Ready for the next game to begin.
- CHAPTER 10 - MARCELLUS
“THANK THE SOLS YOU’RE HERE!” the Patriarche said urgently before grabbing the general and Marcellus by the sleeves and pulling them through the door.
It was the first time Marcellus had ever been inside the imperial appartements. The walls were lined with velvet, and beautiful handwoven rugs covered the floors underfoot. Hundreds of tiny crystals on an intricate chandelier glimmered above, and in the center of the room, in a gigantic canopied bed, lay Veronik Paresse, fast asleep.
“This is a catastrophe!” the Patriarche ranted in a hushed voice as he paced in front of the bed. He was dressed in crumpled silk pajamas the color of apricots and a pair of fluffy wool slippers. At the crown of his head, a few strands of his thin hair tented upward like antennae on the top of the Paresse Tower. “An absolute disaster.”
“Perhaps we should take this meeting elsewhere?” the general nodded discreetly toward the sleeping Matrone. Her dark hair, usually so immaculate, resembled a nest of twisted, anxious snakes on the satin pillow. Her cheeks were sunken, her jaw taut, and two large gray shadows hung like rainclouds under her sleeping eyes.
The Patriarche scoffed and waved a dismissive hand toward his wife. “She’s so knocked out on sleeping médicaments, a droid army couldn’t wake her.”
“Madame Matrone has been through a lot,” the general said to the Patriarche in a calm, measured voice.
“Of course, she’s been through a lot,” the Patriarche snapped. “She lost her child—our only heir—to a bunch of Vangarde terrorists. And now they’re at it again.”
Marcellus started. “Again, sir?”
The Patriarche glanced anxiously around the room, as though checking for spies, and then lowered his voice to a conspiratorial whisper. “Citizen Rousseau has escaped.”
Marcellus peered sideways at his grandfather to gauge his reaction, but the general looked more inconvenienced than concerned.
“As we’ve discussed many times,” the general began, “Citizen Rousseau remains in solitary c
onfinement on permanent watch. You have no reason to worry about—”
But the Patriarche didn’t allow him to finish. “No, you’re wrong. I saw it with my own eyes. I couldn’t sleep, so I logged into the security feeds and saw that her cell was empty. The Vangarde have broken her out!”
“You must be mistaken,” the general replied diplomatically. “If there was a break-in attempt on Bastille, I would have been alerted immediately. The prison is as secure and impenetrable as always.”

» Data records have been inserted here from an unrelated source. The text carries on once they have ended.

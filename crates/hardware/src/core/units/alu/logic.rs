//! ALU logical and comparison operations.
//!
//! Bitwise AND, OR, XOR, NOR, and signed set-less-than. The comparison
//! result is always 0 or 1.

use crate::core::signals::AluFunction;

/// Executes a logical or comparison operation.
///
/// Returns `0` for non-logic functions.
pub const fn execute(func: AluFunction, a: u32, b: u32) -> u32 {
    match func {
        AluFunction::And => a & b,
        AluFunction::Or => a | b,
        AluFunction::Xor => a ^ b,
        AluFunction::Nor => !(a | b),
        AluFunction::Slt => ((a as i32) < (b as i32)) as u32,
        _ => 0,
    }
}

The Patriarche snatched a TéléCom off a nearby settee and thrust it under the general’s nose. “I’m telling you, General, she’s gone. Look.” He pointed at the TéléCom, but the screen was dark. His cheeks flamed with fury as he jabbed violently at the screen. The flimsy device slipped in his hand, and he had to fumble to catch it.
“Damn the Sols!” he spat.
Until recently, the Patriarche had never owned a TéléCom because he, his wife, and the rest of the First Estate thought such technology to be crass and inferior. But after the death of his only daughter, he’d insisted on having his own TéléCom with the same security clearance as the general’s so he could be alerted instantly of any updates and, of course, keep a vigilant watch on Citizen Rousseau’s cell.
The problem was, he still hadn’t quite mastered how to operate the device.
“It was just here!” he thundered. “Where is it now? Where did it go? This stupide contraption!”
Marcellus noticed the general’s shoulders rise and fall in what was obviously an attempt at a deep breath. It was for this very reason that the general had secretly installed guardian controls on the TéléCom before he’d delivered it to the Patriarche. They weren’t too dissimilar from the controls Second Estate parents installed on their children’s devices. They allowed the general to keep tabs on what the Patriarche was doing with his TéléCom and prohibit him from accidentally—or intentionally—starting a war with the Mad Queen of Albion.